# KS2: Loops and how they work

A loop is a sequence of instruction that is repeated for a specified number of times or until a particular outcome is reached.  This lesson introduces the idea and how they can use loops in coding

Aims

• Explain what loops are in coding
• Write a simple program incorporating a loop

What are loops?

Explain to pupils that one thing that computers are really good at is repeating commands.  Much better than people are.  Ask them what would happen if they had to do the same task over and over and over again. Maybe a thousand times over or for hours and hours. You will probably get answers such as

• “You’d get bored”
• “It would take for ever”
• “You’d get tired”
• “You might start making mistakes”

Explain that computers can do the same thing over and over – maybe for a million or a billion times and not get bored or tired. What’s more, they can do it very fast and every time they do it is exactly the same.
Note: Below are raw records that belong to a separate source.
fn report_failure<T>(path: &Path, result: Result<T>) -> Result<T> {
    if let Err(e) = &result {
        error!(file = %path.display(), error = %e, critical = true, "write failed, file left unusable");
    }
    result
}

impl Engine {
    /// Create (or truncate) the collection's backing file and write every
    /// node into it in collection order.
    ///
    /// `compression` applies to datasets without their own; when `None` the
    /// engine default is used. Every node ends up `Original`.
    pub fn write_full(
        &self,
        collection: &mut Collection,
        props: &CreationProperties,
        compression: Option<Compression>,
    ) -> Result<()> {
        self.diagnostics
            .scope(|| self.write_full_scoped(collection, props, compression))
    }

    #[tracing::instrument(skip_all, fields(nodes = collection.len()))]
    fn write_full_scoped(
        &self,
        collection: &mut Collection,
        props: &CreationProperties,
        compression: Option<Compression>,
    ) -> Result<()> {
        let path = collection
            .filename()
            .ok_or_else(|| Error::NotFound("backing file of collection".into()))?
            .to_path_buf();
        props.validate()?;

        let compression = Some(compression.unwrap_or(self.config.default_compression));
        let mut planner = Planner::new(collection, props.file_sizes(), compression);
        planner.objects.push(ObjectSpec::group());
        planner.owners.insert(String::new(), Owner::New(0));
        plan_all(&mut planner, collection.iter())?;
        let bytes = write_file(props, &planner.objects)?;

        report_failure(&path, fs::write(&path, &bytes).map_err(Error::from))?;
        for node in collection.iter_mut() {
            node.apply(Transition::Written)?;
        }
        info!(file = %path.display(), bytes = bytes.len(), "collection written");
        Ok(())
    }

    /// Append every `Created` node to the existing backing file. Nodes
    /// already in the file are left untouched.
    pub fn update(&self, collection: &mut Collection, compression: Option<Compression>) -> Result<()> {
        self.diagnostics
            .scope(|| self.update_scoped(collection, compression))
    }

    #[tracing::instrument(skip_all, fields(nodes = collection.len()))]
    fn update_scoped(&self, collection: &mut Collection, compression: Option<Compression>) -> Result<()> {
        let path = collection
            .filename()
            .ok_or_else(|| Error::NotFound("backing file of collection".into()))?
            .to_path_buf();
        if let Some(changed) = collection.iter().find(|n| n.mark() == Mark::Changed) {
            return Err(Error::Unsupported(format!(
                "{} was modified in place; use write_full",
                changed.path()
            )));
        }
        let created: Vec<usize> = collection
            .iter()
            .enumerate()
            .filter(|(_, n)| n.mark() == Mark::Created)
            .map(|(i, _)| i)
            .collect();
        if created.is_empty() {
            debug!("nothing to append");
            return Ok(());
        }

        let file = fs::read(&path)?;
        let base = find_signature(&file)?;
        let superblock = Superblock::parse(&file, base)?;
        let data = &file[base..];
        let sizes = superblock.sizes();
        let verify = self.config.verify_checksums;
        let istore_k = istore_k(&superblock, data, verify)?;

        let compression = Some(compression.unwrap_or(self.config.default_compression));
        let mut planner = Planner::new(collection, sizes, compression);
        planner.existing = Some((data, superblock.root_group_address, verify));
        planner.owners.insert(
            String::new(),
            Owner::Existing(superblock.root_group_address),
        );
        let nodes = created.iter().filter_map(|&i| collection.get_by_index(i));
        plan_all(&mut planner, nodes)?;

        let start = pad8(superblock.eof_address.max(data.len() as u64) as usize) as u64;
        let placement = ObjectWriter::new(sizes, istore_k, &planner.objects).place(start, 0)?;

        let mut cursor = start + placement.bytes.len() as u64;
        let mut tail = Vec::new();
        let mut patches: Vec<Patch> = Vec::new();
        for (address, (owner, pending)) in planner.appends {
            let header = ObjectHeader::parse_with(data, address, sizes, verify)?;
            let mut messages = Vec::with_capacity(pending.len());
            for item in pending {
                match item {
                    Pending::Link(name, target) => {
                        if let Some(GroupStorage::SymbolTable(_)) = group_storage(&header, sizes)? {
                            return Err(Error::Unsupported(format!(
                                "adding {name} to symbol-table group {owner}"
                            )));
                        }
                        let target = match target {
                            ObjectRef::New(i) => placement.addresses[i],
                            ObjectRef::Existing(a) => a,
                        };
                        messages.push((MessageType::Link, encode_link(&name, target, sizes)?));
                    }
                    Pending::Attribute(spec) => messages.push((
                        MessageType::Attribute,
                        encode_attribute(&spec, &placement.addresses, sizes)?,
                    )),
                }
            }
            let (patch, block) = append_messages(data, &header, sizes, messages, cursor)
                .map_err(|e| match e {
                    FormatError::NoFreeSlot(_) => Error::NoUpdateSlot(owner.clone()),
                    other => Error::Format(other),
                })?;
            cursor += block.len() as u64;
            tail.extend_from_slice(&block);
            patches.push(patch);
        }

        let sb_bytes = superblock.patch_eof(&file[base..], cursor)?;
        report_failure(
            &path,
            apply_update(&path, base as u64, &sb_bytes, &patches, start, &placement.bytes, &tail),
        )?;
        for &i in &created {
            collection.node_at_mut(i).apply(Transition::Written)?;
        }
        info!(file = %path.display(), appended = created.len(), "collection updated");
        Ok(())
    }
}
// ---------------------------------------------------------------------------
// Idempotence
// ---------------------------------------------------------------------------

#[test]
fn second_fetch_and_preload_are_no_ops() {
    let dir = tempfile::tempdir().unwrap();
    let path = dir.path().join("pvol.h5");
    let engine = Engine::default();
    engine
        .write_full(&mut polar_volume(&path), &CreationProperties::default(), None)
        .unwrap();

    let mut c = engine.read_structure(&path, "").unwrap();
    assert!(c.select_datasets_only() > 0);
    assert_eq!(engine.fetch_marked(&mut c).unwrap(), 2);
    let before = summary(&c);
    assert_eq!(engine.fetch_marked(&mut c).unwrap(), 0);
    assert_eq!(summary(&c), before);

    let mut lazy = LazyLoader::with_engine(c, engine);
    assert_eq!(lazy.preload(None).unwrap(), 0);
}

#[test]
fn metadata_selection_then_full_fetch() {
    let dir = tempfile::tempdir().unwrap();
    let path = dir.path().join("pvol.h5");
    let engine = Engine::default();
    engine
        .write_full(&mut polar_volume(&path), &CreationProperties::default(), None)
        .unwrap();

    let mut c = engine.read_structure(&path, "/dataset1").unwrap();
    assert!(!c.has_by_name("/what"));
    c.select_metadata_only();
    engine.fetch_marked(&mut c).unwrap();
    let data = c.get_by_name("/dataset1/data1/data").unwrap();
    assert_eq!(data.fetch(), Fetch::Metadata);
    assert_eq!(data.dims(), &[360, 8]);
    assert!(data.data().is_none());

    c.select("/dataset1/data1/data").unwrap();
    c.deselect("/dataset1/data1/data").unwrap();
    assert_eq!(engine.fetch_marked(&mut c).unwrap(), 0);
    let data = engine.fetch_one(&mut c, "/dataset1/data1/data").unwrap();
    assert_eq!(data.data().map(<[u8]>::len), Some(360 * 8));
}

// ---------------------------------------------------------------------------
// Lazy preload filter
// ---------------------------------------------------------------------------

#[test]
fn preload_fetches_allowed_and_untagged_datasets() {
    let dir = tempfile::tempdir().unwrap();
    let path = dir.path().join("scan.h5");
    let mut c = Collection::with_filename(&path);
    c.add(Node::group("/dataset1").unwrap()).unwrap();
    for (i, quantity) in ["A", "B", "C", ""].iter().enumerate() {
        let group = format!("/dataset1/data{}", i + 1);
        c.add(Node::group(&group).unwrap()).unwrap();
        if !quantity.is_empty() {
            c.add(Node::group(&format!("{group}/what")).unwrap()).unwrap();
            c.add(Node::string_attribute(&format!("{group}/what/quantity"), quantity).unwrap())
                .unwrap();
        }
        let payload = Payload::from_values(&[4], &[i as i16; 4]).unwrap();
        c.add(Node::dataset(&format!("{group}/data"), payload).unwrap()).unwrap();
    }
    let engine = Engine::default();
    engine
        .write_full(&mut c, &CreationProperties::default(), None)
        .unwrap();

    let mut lazy = LazyLoader::open(&path, engine).unwrap();
    assert_eq!(lazy.preload(Some(&["A", "C"][..])).unwrap(), 3);
    assert!(lazy.is_loaded("/dataset1/data1/data"));
    assert!(!lazy.is_loaded("/dataset1/data2/data"));
    assert!(lazy.is_loaded("/dataset1/data3/data"));
    assert!(lazy.is_loaded("/dataset1/data4/data"));
    assert_eq!(lazy.preload(Some(&["A", "C"][..])).unwrap(), 0);

    // B is still reachable on demand
    let b = lazy.get_dataset("/dataset1/data2/data").unwrap();
    assert_eq!(b.values::<i16>().unwrap(), vec![1; 4]);
    assert!(lazy.is_loaded("/dataset1/data2/data"));
}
If you write code to tell a computer to do something lots of times, it’s called a loop.

Coding with Elsa and Anna

Go to

https://studio.code.org/s/frozen/stage/1/puzzle/1  Kids love this programme as in is based on Elsa from Frozen skating over ice and leaving tracks in the ice.  It is based on a drag and drop block programme similar to Scratch.  You should complete the first few exercises to start with (drawing lines and a square) even though they are not actually about loops – but it is a pre-requisite bit of understanding. Then there is a useful video about Loops, which is easy to understand, and some more exercises on programming loops.

Using Scratch or Scratch Junior

You can, of course, use any other coding programme you use to demonstrate this.  For example, if you use Scratch, select the ‘move forward block’.  Run the program and see what happens to the ‘sprite’ (the little cat). Then drag another ‘move forward’ block underneath it and run it again.  Do this 4 or 5 times until you have a stack of identical ‘move forward’ blocks.  Then clear the screen, drag one ‘move forward’ block in, drag a repeat bracket around it and type the figure 5. Run the programme again.

Ask what are the advantages in creating a loop as opposed to dragging in 5 ‘go forward’ blocks.

Add an extra command inside the bracket, such as ‘turn right 90 degrees’, put x 4 as the number of repeats.  Ask the class if they can visualise in their heads what shape the sprite might walk in.  If they find that too hard, they could draw it on paper. Making predictions about what a programme will do is an important skill.

In Scratch Junior, you can do the same thing and we have written a whole lesson on this as part of the Learning to use Scratch Junior set of lessons.